4. Another change ended CMS’s requirement for higher wage index values for urban hospitals than for rural hospitals in the same state, known as the rural floor.

CMS limited any hospital’s annual wage index decrease to 5% for FY20.

5. CMS created an alternative pathway for new-technology add-on payments for any medical device that receives FDA marketing authorization and is part of the Breakthrough Devices Program.

Such products are viewed as new and not substantially similar to an existing technology for purposes of the payment and are not subject to the substantial clinical improvement criterion. Starting in FY21, those devices will need to meet cost criterion to receive the add-on payment.
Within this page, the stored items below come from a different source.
//! Strategies for distributing files over containers.

use std::collections::{BTreeMap, HashMap};
use std::path::Path;
use std::sync::Arc;
use std::thread::{self, JoinHandle};

use crossbeam::channel::{bounded, Sender};
use parking_lot::Mutex;
use tracing::{debug, info};

use crate::backup::{Backup, FilesMetadataDto, TarFileSets};
use crate::page::increment::IncrementHeader;
use crate::page::DATABASE_PAGE_SIZE;
use crate::storage::find_stored_name;
use crate::{Error, Result};

use super::files::BundleFiles;
use super::packer::{ComposeFileInfo, PackOutcome, TarBallFilePacker};
use super::rating::RatingEvaluator;
use super::tarball::TarBallQueue;
use super::walker::WalkedEntry;

pub const COPY_PREFIX: &str = "copy_";

pub trait TarBallComposer {
    fn add_file(&mut self, cfi: ComposeFileInfo) -> Result<()>;

    /// Directories and links: a header without data.
    fn add_header(&mut self, entry: WalkedEntry) -> Result<()>;

    /// Unchanged since the parent backup.
    fn skip_file(&mut self, entry: &WalkedEntry);

    /// Wait for all packing; returns which container holds which files.
    fn finish_composing(self: Box<Self>) -> Result<TarFileSets>;

    fn files(&self) -> Arc<BundleFiles>;
}

fn record(sets: &Mutex<TarFileSets>, tar: &str, name: &str) {
    sets.lock().entry(tar.to_string()).or_default().push(name.to_string());
}

fn pack_one(queue: &TarBallQueue, packer: &TarBallFilePacker, sets: &Mutex<TarFileSets>, mut cfi: ComposeFileInfo) -> Result<()> {
    let mut tarball = queue.deque()?;
    let packed = packer.pack_file_into_tar(&mut cfi, &mut tarball);
    if let Ok(PackOutcome::Packed) = packed {
        record(sets, tarball.name(), &cfi.entry.name);
    }
    let requeued = match packed {
        Ok(_) => queue.check_size_and_enqueue_back(tarball),
        Err(_) => queue.enqueue_back(tarball),
    };
    packed?;
    requeued
}

fn write_header(queue: &TarBallQueue, files: &BundleFiles, sets: &Mutex<TarFileSets>, entry: &WalkedEntry) -> Result<()> {
    let mut tarball = queue.deque()?;
    let written = tarball.append_entry_header(entry);
    if written.is_ok() {
        record(sets, tarball.name(), &entry.name);
        files.add_file(&entry.name, entry.mtime, false);
    }
    queue.enqueue_back(tarball)?;
    written
}

/// Packs files as they arrive on a pool of workers, each filling whatever
/// container the queue hands out.
pub struct RegularTarBallComposer {
    queue: Arc<TarBallQueue>,
    files: Arc<BundleFiles>,
    tar_file_sets: Arc<Mutex<TarFileSets>>,
    tasks: Option<Sender<ComposeFileInfo>>,
    workers: Vec<JoinHandle<Result<()>>>,
}

impl RegularTarBallComposer {
    pub fn new(queue: Arc<TarBallQueue>, packer: Arc<TarBallFilePacker>, file_workers: usize) -> Self {
        let workers_count = file_workers.max(1);
        let (tx, rx) = bounded::<ComposeFileInfo>(workers_count);
        let tar_file_sets = Arc::new(Mutex::new(TarFileSets::new()));
        let workers = (0..workers_count)
            .map(|_| {
                let rx = rx.clone();
                let queue = queue.clone();
                let packer = packer.clone();
                let sets = tar_file_sets.clone();
                thread::spawn(move || -> Result<()> {
                    for cfi in rx.iter() {
                        pack_one(&queue, &packer, &sets, cfi)?;
                    }
                    Ok(())
                })
            })
            .collect();
        Self {
            queue,
            files: packer.files().clone(),
            tar_file_sets,
            tasks: Some(tx),
            workers,
        }
    }

    fn join_workers(&mut self) -> Result<()> {
        self.tasks.take();
        let mut first_error = None;
        for handle in self.workers.drain(..) {
            match handle.join() {
                Ok(Ok(())) => {}
                Ok(Err(e)) => {
                    first_error.get_or_insert(e);
                }
                Err(_) => {
                    first_error.get_or_insert(anyhow::anyhow!("pack worker panicked"));
                }
            }
        }
        first_error.map_or(Ok(()), Err)
    }
}

impl TarBallComposer for RegularTarBallComposer {
    fn add_file(&mut self, cfi: ComposeFileInfo) -> Result<()> {
        let sent = match &self.tasks {
            Some(tasks) => tasks.send(cfi).is_ok(),
            None => false,
        };
        if !sent {
            // every worker is gone; surface the error that stopped them
            self.join_workers()?;
            return Err(anyhow::anyhow!("pack workers stopped"));
        }
        Ok(())
    }

    fn add_header(&mut self, entry: WalkedEntry) -> Result<()> {
        write_header(&self.queue, &self.files, &self.tar_file_sets, &entry)
    }

    fn skip_file(&mut self, entry: &WalkedEntry) {
        self.files.add_skipped(&entry.name, entry.mtime);
    }

    fn finish_composing(mut self: Box<Self>) -> Result<TarFileSets> {
        self.join_workers()?;
        let sets = std::mem::take(&mut *self.tar_file_sets.lock());
        Ok(sets)
    }

    fn files(&self) -> Arc<BundleFiles> {
        self.files.clone()
    }
}

impl Drop for RegularTarBallComposer {
    fn drop(&mut self) {
        let _ = self.join_workers();
    }
}

struct RatedFile {
    cfi: ComposeFileInfo,
    rating: u64,
    expected_size: u64,
}

/// Collects every file first, then packs them sorted by update rating so
/// files that change together share containers.
pub struct RatingTarBallComposer {
    queue: Arc<TarBallQueue>,
    packer: Arc<TarBallFilePacker>,
    evaluator: Arc<dyn RatingEvaluator>,
    tar_size_threshold: u64,
    files_to_compose: Vec<RatedFile>,
    headers: Vec<WalkedEntry>,
}

impl RatingTarBallComposer {
    pub fn new(
        queue: Arc<TarBallQueue>,
        packer: Arc<TarBallFilePacker>,
        evaluator: Arc<dyn RatingEvaluator>,
        tar_size_threshold: u64,
    ) -> Self {
        Self {
            queue,
            packer,
            evaluator,
            tar_size_threshold,
            files_to_compose: Vec::new(),
            headers: Vec::new(),
        }
    }

    /// Size the file will take in a container: its length, or for an
    /// increment the header plus one page per changed block.
    fn expected_size(&self, cfi: &ComposeFileInfo) -> u64 {
        if !cfi.is_incremented {
            return cfi.entry.size;
        }
        let Some(map) = self.packer.delta_map() else {
            return cfi.entry.size;
        };
        match map.delta_bitmap_for(Path::new(&cfi.entry.name)) {
            Ok(bitmap) => {
                let blocks = bitmap.len() as u64;
                IncrementHeader {
                    file_size: cfi.entry.size,
                    blocks: Vec::new(),
                }
                .encoded_len()
                    + blocks * (4 + DATABASE_PAGE_SIZE as u64)
            }
            Err(e) if matches!(e.downcast_ref::<Error>(), Some(Error::NoBitmapFound(_))) => 0,
            Err(_) => cfi.entry.size,
        }
    }

    fn compose_collections(mut files: Vec<RatedFile>, threshold: u64) -> Vec<Vec<ComposeFileInfo>> {
        files.sort_by_key(|f| f.rating);
        let mut collections = Vec::new();
        let mut current: Vec<ComposeFileInfo> = Vec::new();
        let mut current_size = 0u64;
        let mut prev_rating = 0u64;
        for file in files {
            let starts_rated = prev_rating == 0 && file.rating > 0;
            if !current.is_empty() && (current_size > threshold || starts_rated) {
                collections.push(std::mem::take(&mut current));
                current_size = 0;
            }
            current_size += file.expected_size;
            prev_rating = file.rating;
            current.push(file.cfi);
        }
        if !current.is_empty() {
            collections.push(current);
        }
        collections
    }
}

impl TarBallComposer for RatingTarBallComposer {
    fn add_file(&mut self, cfi: ComposeFileInfo) -> Result<()> {
        let updates = self.evaluator.updates_count(&cfi.entry.name);
        let rating = self.evaluator.evaluate(&cfi.entry.name, updates, cfi.was_in_base);
        let expected_size = self.expected_size(&cfi);
        self.files_to_compose.push(RatedFile {
            cfi,
            rating,
            expected_size,
        });
        Ok(())
    }

    fn add_header(&mut self, entry: WalkedEntry) -> Result<()> {
        self.headers.push(entry);
        Ok(())
    }

    fn skip_file(&mut self, entry: &WalkedEntry) {
        self.packer.files().add_skipped(&entry.name, entry.mtime);
    }

    fn finish_composing(self: Box<Self>) -> Result<TarFileSets> {
        let this = *self;
        let sets = Mutex::new(TarFileSets::new());
        let files = this.packer.files().clone();

        let mut headers_tar = this.queue.deque()?;
        for entry in &this.headers {
            headers_tar.append_entry_header(entry)?;
            record(&sets, headers_tar.name(), &entry.name);
            files.add_file(&entry.name, entry.mtime, false);
        }
        this.queue.enqueue_back(headers_tar)?;

        let collections = Self::compose_collections(this.files_to_compose, this.tar_size_threshold);
        info!(collections = collections.len(), "rated_files_composed");
        let queue = &this.queue;
        let packer = &this.packer;
        let sets_ref = &sets;
        crossbeam::thread::scope(|scope| -> Result<()> {
            let handles: Vec<_> = collections
                .into_iter()
                .map(|collection| {
                    scope.spawn(move |_| -> Result<()> {
                        let mut tarball = queue.deque()?;
                        let mut result = Ok(());
                        for mut cfi in collection {
                            match packer.pack_file_into_tar(&mut cfi, &mut tarball) {
                                Ok(PackOutcome::Packed) => record(sets_ref, tarball.name(), &cfi.entry.name),
                                Ok(_) => {}
                                Err(e) => {
                                    result = Err(e);
                                    break;
                                }
                            }
                        }
                        match result {
                            Ok(()) => queue.finish_tarball(tarball),
                            Err(e) => {
                                queue.enqueue_back(tarball)?;
                                Err(e)
                            }
                        }
                    })
                })
                .collect();
            let mut first_error = None;
            for handle in handles {
                match handle.join() {
                    Ok(Ok(())) => {}
                    Ok(Err(e)) => {
                        first_error.get_or_insert(e);
                    }
                    Err(_) => {
                        first_error.get_or_insert(anyhow::anyhow!("rating pack worker panicked"));
                    }
                }
            }
            first_error.map_or(Ok(()), Err)
        })
        .map_err(|_| anyhow::anyhow!("rating pack scope panicked"))??;

        Ok(sets.into_inner())
    }

    fn files(&self) -> Arc<BundleFiles> {
        self.packer.files().clone()
    }
}

/// Reuses whole containers of the previous backup whose every entry is
/// unchanged, copying them inside storage; everything else is packed fresh.
pub struct CopyTarBallComposer {
    queue: Arc<TarBallQueue>,
    packer: Arc<TarBallFilePacker>,
    previous: Backup,
    previous_files: FilesMetadataDto,
    new_backup_name: String,
    entries: BTreeMap<String, CopyCandidate>,
}

enum CopyCandidate {
    File(ComposeFileInfo),
    Header(WalkedEntry),
}

impl CopyCandidate {
    fn entry(&self) -> &WalkedEntry {
        match self {
            Self::File(cfi) => &cfi.entry,
            Self::Header(entry) => entry,
        }
    }
}

impl CopyTarBallComposer {
    pub fn new(
        queue: Arc<TarBallQueue>,
        packer: Arc<TarBallFilePacker>,
        previous: Backup,
        previous_files: FilesMetadataDto,
        new_backup_name: impl Into<String>,
    ) -> Self {
        Self {
            queue,
            packer,
            previous,
            previous_files,
            new_backup_name: new_backup_name.into(),
            entries: BTreeMap::new(),
        }
    }

    /// A previous container can be reused when it holds only full copies and
    /// every one of them is still present with the same modification time.
    fn is_reusable(&self, members: &[String]) -> bool {
        !members.is_empty()
            && members.iter().all(|name| {
                let (Some(desc), Some(current)) = (self.previous_files.files.get(name), self.entries.get(name)) else {
                    return false;
                };
                !desc.is_incremented && !desc.is_skipped && desc.mtime == current.entry().mtime
            })
    }

    fn copy_tar(&self, tar_name: &str) -> Result<String> {
        let stored = find_stored_name(self.previous.tar_folder().as_ref(), tar_name)?
            .ok_or_else(|| Error::ObjectNotFound(format!("{}/{tar_name}", self.previous.name)))?;
        let new_tar = format!("{COPY_PREFIX}{}", tar_name.strip_prefix(COPY_PREFIX).unwrap_or(tar_name));
        let new_stored = format!("{COPY_PREFIX}{}", stored.strip_prefix(COPY_PREFIX).unwrap_or(&stored));
        let tar_path = crate::backup::metadata::TAR_PARTITIONS_FOLDER;
        self.previous.base_folder().copy(
            &format!("{}/{tar_path}/{stored}", self.previous.name),
            &format!("{}/{tar_path}/{new_stored}", self.new_backup_name),
        )?;
        info!(from = %tar_name, to = %new_tar, "tarball_copied");
        Ok(new_tar)
    }
}

impl TarBallComposer for CopyTarBallComposer {
    fn add_file(&mut self, cfi: ComposeFileInfo) -> Result<()> {
        self.entries.insert(cfi.entry.name.clone(), CopyCandidate::File(cfi));
        Ok(())
    }

    fn add_header(&mut self, entry: WalkedEntry) -> Result<()> {
        self.entries.insert(entry.name.clone(), CopyCandidate::Header(entry));
        Ok(())
    }

    fn skip_file(&mut self, entry: &WalkedEntry) {
        self.packer.files().add_skipped(&entry.name, entry.mtime);
    }

    fn finish_composing(self: Box<Self>) -> Result<TarFileSets> {
        let mut this = *self;
        let sets = Mutex::new(TarFileSets::new());
        let files = this.packer.files().clone();

        let reusable: Vec<(String, Vec<String>)> = this
            .previous_files
            .tar_file_sets
            .iter()
            .filter(|(_, members)| this.is_reusable(members))
            .map(|(tar, members)| (tar.clone(), members.clone()))
            .collect();
        let mut copied: HashMap<String, String> = HashMap::new();
        for (tar, members) in reusable {
            let new_tar = this.copy_tar(&tar)?;
            for name in members {
                copied.insert(name, new_tar.clone());
            }
        }

        for (name, candidate) in std::mem::take(&mut this.entries) {
            if let Some(tar) = copied.get(&name) {
                record(&sets, tar, &name);
                files.add_file(&name, candidate.entry().mtime, false);
                continue;
            }
            match candidate {
                CopyCandidate::File(mut cfi) => {
                    cfi.is_incremented = false;
                    pack_one(&this.queue, &this.packer, &sets, cfi)?;
                }
                CopyCandidate::Header(entry) => write_header(&this.queue, &files, &sets, &entry)?,
            }
        }
        debug!(copied = copied.len(), "copy_composer_finished");
        Ok(sets.into_inner())
    }

    fn files(&self) -> Arc<BundleFiles> {
        self.packer.files().clone()
    }
}
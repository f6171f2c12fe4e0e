//! Command line surface; one module per subcommand.

use std::path::PathBuf;

use clap::{Args, CommandFactory, Parser, Subcommand};

use crate::compression::CompressionMethod;
use crate::config::Settings;
use crate::logging::LogFormat;
use crate::Result;

pub mod backup_fetch;
pub mod backup_list;
pub mod backup_mark;
pub mod backup_push;
pub mod wal_fetch;
pub mod wal_push;
pub mod wal_verify;

#[derive(Debug, Clone)]
pub enum Command {
    BackupPush(backup_push::BackupPushArgs),
    BackupFetch(backup_fetch::BackupFetchArgs),
    BackupList(backup_list::BackupListArgs),
    BackupMark(backup_mark::BackupMarkArgs),
    WalPush(wal_push::WalPushArgs),
    WalFetch(wal_fetch::WalFetchArgs),
    WalVerify(wal_verify::WalVerifyArgs),
    None,
}

#[derive(Debug, Clone)]
pub struct CliArgs {
    pub command: Command,
    pub global: GlobalArgs,
    pub log_format: LogFormat,
}

impl Default for CliArgs {
    fn default() -> Self {
        Self {
            command: Command::None,
            global: GlobalArgs::default(),
            log_format: LogFormat::Human,
        }
    }
}

/// Flags accepted by every subcommand; they override the config file.
#[derive(Debug, Clone, Default, Args)]
pub struct GlobalArgs {
    /// JSON settings file (defaults to $PGDELTA_CONFIG)
    #[arg(long = "config", global = true)]
    pub config: Option<PathBuf>,

    /// Root directory of the backup storage
    #[arg(long = "storage", global = true)]
    pub storage: Option<PathBuf>,

    /// Compression for uploaded objects: lz4, zstd or none
    #[arg(long = "compression", global = true)]
    pub compression: Option<CompressionMethod>,
}

impl GlobalArgs {
    pub fn settings(&self) -> Result<Settings> {
        let mut settings = Settings::load(self.config.as_deref())?;
        if let Some(storage) = &self.storage {
            settings.storage_path = storage.clone();
        }
        if let Some(compression) = self.compression {
            settings.compression = compression;
        }
        Ok(settings)
    }
}

pub fn dispatch(args: CliArgs) -> Result<()> {
    if matches!(args.command, Command::None) {
        return Ok(());
    }
    let settings = args.global.settings()?;
    match args.command {
        Command::BackupPush(a) => backup_push::execute(a, settings),
        Command::BackupFetch(a) => backup_fetch::execute(a, settings),
        Command::BackupList(a) => backup_list::execute(a, settings),
        Command::BackupMark(a) => backup_mark::execute(a, settings),
        Command::WalPush(a) => wal_push::execute(a, settings),
        Command::WalFetch(a) => wal_fetch::execute(a, settings),
        Command::WalVerify(a) => wal_verify::execute(a, settings),
        Command::None => Ok(()),
    }
}

#[derive(Parser, Debug)]
#[command(name = "pgdelta", version, about = "Page-level incremental backups for PostgreSQL")]
struct Cli {
    #[command(flatten)]
    global: GlobalArgs,

    /// Log output format
    #[arg(long = "log-format", value_enum, default_value = "human", global = true)]
    log_format: LogFormat,

    #[command(subcommand)]
    command: Option<Subcommands>,
}

#[derive(Subcommand, Debug)]
enum Subcommands {
    /// Take a base backup of a running cluster, incremental when possible.
    BackupPush(backup_push::BackupPushArgs),
    /// Restore a backup (and its increment chain) into a directory.
    BackupFetch(backup_fetch::BackupFetchArgs),
    /// List stored backups.
    BackupList(backup_list::BackupListArgs),
    /// Mark a backup and its ancestors permanent, or impermanent.
    BackupMark(backup_mark::BackupMarkArgs),
    /// Archive one WAL segment (archive_command).
    WalPush(wal_push::WalPushArgs),
    /// Restore one archived WAL segment (restore_command).
    WalFetch(wal_fetch::WalFetchArgs),
    /// Check that no WAL segment needed by the stored backups is missing.
    WalVerify(wal_verify::WalVerifyArgs),
}

/// Parse CLI arguments into internal representation.
pub fn parse_args<I, S>(args: I) -> Result<CliArgs>
where
    I: IntoIterator<Item = S>,
    S: Into<String>,
{
    let argv: Vec<String> = args.into_iter().map(Into::into).collect();
    let cli = Cli::parse_from(argv);
    let command = match cli.command {
        Some(Subcommands::BackupPush(args)) => Command::BackupPush(args),
        Some(Subcommands::BackupFetch(args)) => Command::BackupFetch(args),
        Some(Subcommands::BackupList(args)) => Command::BackupList(args),
        Some(Subcommands::BackupMark(args)) => Command::BackupMark(args),
        Some(Subcommands::WalPush(args)) => Command::WalPush(args),
        Some(Subcommands::WalFetch(args)) => Command::WalFetch(args),
        Some(Subcommands::WalVerify(args)) => Command::WalVerify(args),
        None => Command::None,
    };

    Ok(CliArgs {
        command,
        global: cli.global,
        log_format: cli.log_format,
    })
}

/// Build the underlying clap `Command` (useful for help/usage contract tests).
pub fn clap_command() -> clap::Command {
    Cli::command()
}
//! Implementation of `pgdelta backup-push`.

use std::path::PathBuf;

use clap::Args;
use tracing::{info, warn};

use crate::backup::previous::DeltaBackupConfigurator;
use crate::backup::push::{BackupPushHandler, BackupPushOptions};
use crate::config::{ComposerKind, Settings};
use crate::db::PgBackupControl;
use crate::sync::CancellationToken;
use crate::wal::parse_lsn;
use crate::{Error, Result};

#[derive(Debug, Clone, Args)]
pub struct BackupPushArgs {
    /// Data directory of the running cluster
    pub pgdata: PathBuf,

    /// Take a full backup even when an increment is possible
    #[arg(long = "full", default_value_t = false)]
    pub full: bool,

    /// Mark the new backup (and its ancestors) permanent
    #[arg(long = "permanent", default_value_t = false)]
    pub permanent: bool,

    /// How files are grouped into containers
    #[arg(long = "composer", value_enum)]
    pub composer: Option<ComposerKind>,

    /// Verify page checksums while reading relation files
    #[arg(long = "verify", default_value_t = false)]
    pub verify: bool,

    /// Record every corrupt block instead of the first few
    #[arg(long = "store-all-corrupt", default_value_t = false)]
    pub store_all_corrupt: bool,

    /// Take an increment of everything changed after this LSN (X/X)
    #[arg(long = "catchup-from-lsn", conflicts_with = "full")]
    pub catchup_from_lsn: Option<String>,

    /// JSON document stored with the backup
    #[arg(long = "user-data")]
    pub user_data: Option<String>,
}

pub fn execute(args: BackupPushArgs, mut settings: Settings) -> Result<()> {
    if let Some(composer) = args.composer {
        settings.composer = composer;
    }
    settings.verify_page_checksums |= args.verify;
    settings.store_all_corrupt_blocks |= args.store_all_corrupt;

    let configurator = match &args.catchup_from_lsn {
        Some(lsn) => DeltaBackupConfigurator::Catchup {
            from_lsn: parse_lsn(lsn)?,
        },
        None => DeltaBackupConfigurator::Regular { force_full: args.full },
    };
    let user_data = args
        .user_data
        .as_deref()
        .map(serde_json::from_str::<serde_json::Value>)
        .transpose()
        .map_err(|e| Error::Cli(format!("--user-data is not valid JSON: {e}")))?;

    let cancel = CancellationToken::new();
    if let Err(e) = ctrlc::set_handler({
        let cancel = cancel.clone();
        move || cancel.cancel()
    }) {
        warn!(error = %e, "failed to install signal handler");
    }

    let mut control = PgBackupControl::connect(&settings.pg_connection)?;
    let handler = BackupPushHandler::new(
        settings.clone(),
        settings.basebackups_folder(),
        settings.wal_folder(),
        cancel,
    );
    let result = handler.push(
        &mut control,
        &BackupPushOptions {
            data_dir: args.pgdata,
            configurator,
            is_permanent: args.permanent,
            user_data,
        },
    )?;
    info!(backup = %result.name, "backup_pushed");
    println!("{}", result.name);
    Ok(())
}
CMS increased the add-on payment, beginning in FY20, from 50% to 65% and to 75% for certain antimicrobials.

For FY20, nine technologies will qualify for the new-technology add-on payments, including chimeric antigen receptor (CAR) T‑cell therapies.  

The rule will increase payments for new technologies by 70%, or $200 million.

6. CMS will pay about $8.4 billion in uncompensated care (UC) payments, which is about $78 million more than in FY19.

Despite hospital concerns about the reliability of data from Worksheet S-10 of the Medicare cost report, CMS will use the FY15 data to distribute UC funds.

7. For the Hospital-Acquired Conditions Reduction program, which cuts 1% of Medicare payment at the worst-performing hospitals, CMS tweaked the administrative processes for validating data submitted by hospitals to the Centers for Disease Control and Prevention.

8. For the Hospital Readmissions Reduction Program, which cuts payments to hospitals with excessive readmissions, CMS implemented requirements of the 21st Century Cures Act to assess payment cuts based on performance relative to other hospitals with a similar proportion of patients who are dually eligible for Medicare and Medicaid.

9. Within the hospital IQR program, which cuts payments for hospitals that fail to meet quality requirements, CMS updated the measure set, including replacement of the “Claims-Based Hospital-Wide All-Cause Readmission” measure with the “Hybrid Hospital-Wide All-Cause Readmission Measure with Claims” and the “Electronic Health Record Data” measure starting with the 2023-24 annual reporting period.

Although CMS adopted the Safe Use of Opioids — Concurrent Prescribing electronic clinical quality measure within IQR starting in 2021, it dropped a proposed Hospital Harm — Opioid-Related Adverse Events measure.

10. The Medicare and Medicaid EHR Incentive Programs (now known as the Promoting Interoperability Programs) will allow hospitals to report data for any continuous 90-day period in CY21.

CMS will continue to make optional the CY20 EHR reporting of the Query of PDMP measure and convert the measure from a numerator/denominator to a yes/no attestation beginning with the CY19 EHR reporting period.

CMS removed the Verify Opioid Treatment Agreement measure for CY20 based on hospital concerns that it posed “significant implementation challenges.”

11. LTCH payments in FY20 will end a transition under a years-long dual-rate LTCH PPS payment system. For site-neutral payment-rate cases, those payments will default to the site-neutral payment rate instead of a higher blended rate.

The federal payment rate is expected to increase by 2.7% after accounting for the 2.5% FY20 annual update, increased outlier payments and “other factors,” according to a fact sheet.

12. For the LTCH Quality Reporting Program (QRP), which can cut payments to LTCHs by 2 percentage points, CMS adopted two new quality measures. CMS also modified the previously adopted Discharge to Community measure to exclude nursing home residents. It also moved the implementation date of future versions of the LTCH CARE Data Set from April to October. The agency adopted data collection and public display periods for various measures and ended the practice of publicizing compliant LTCHs on the LTCH QRP website.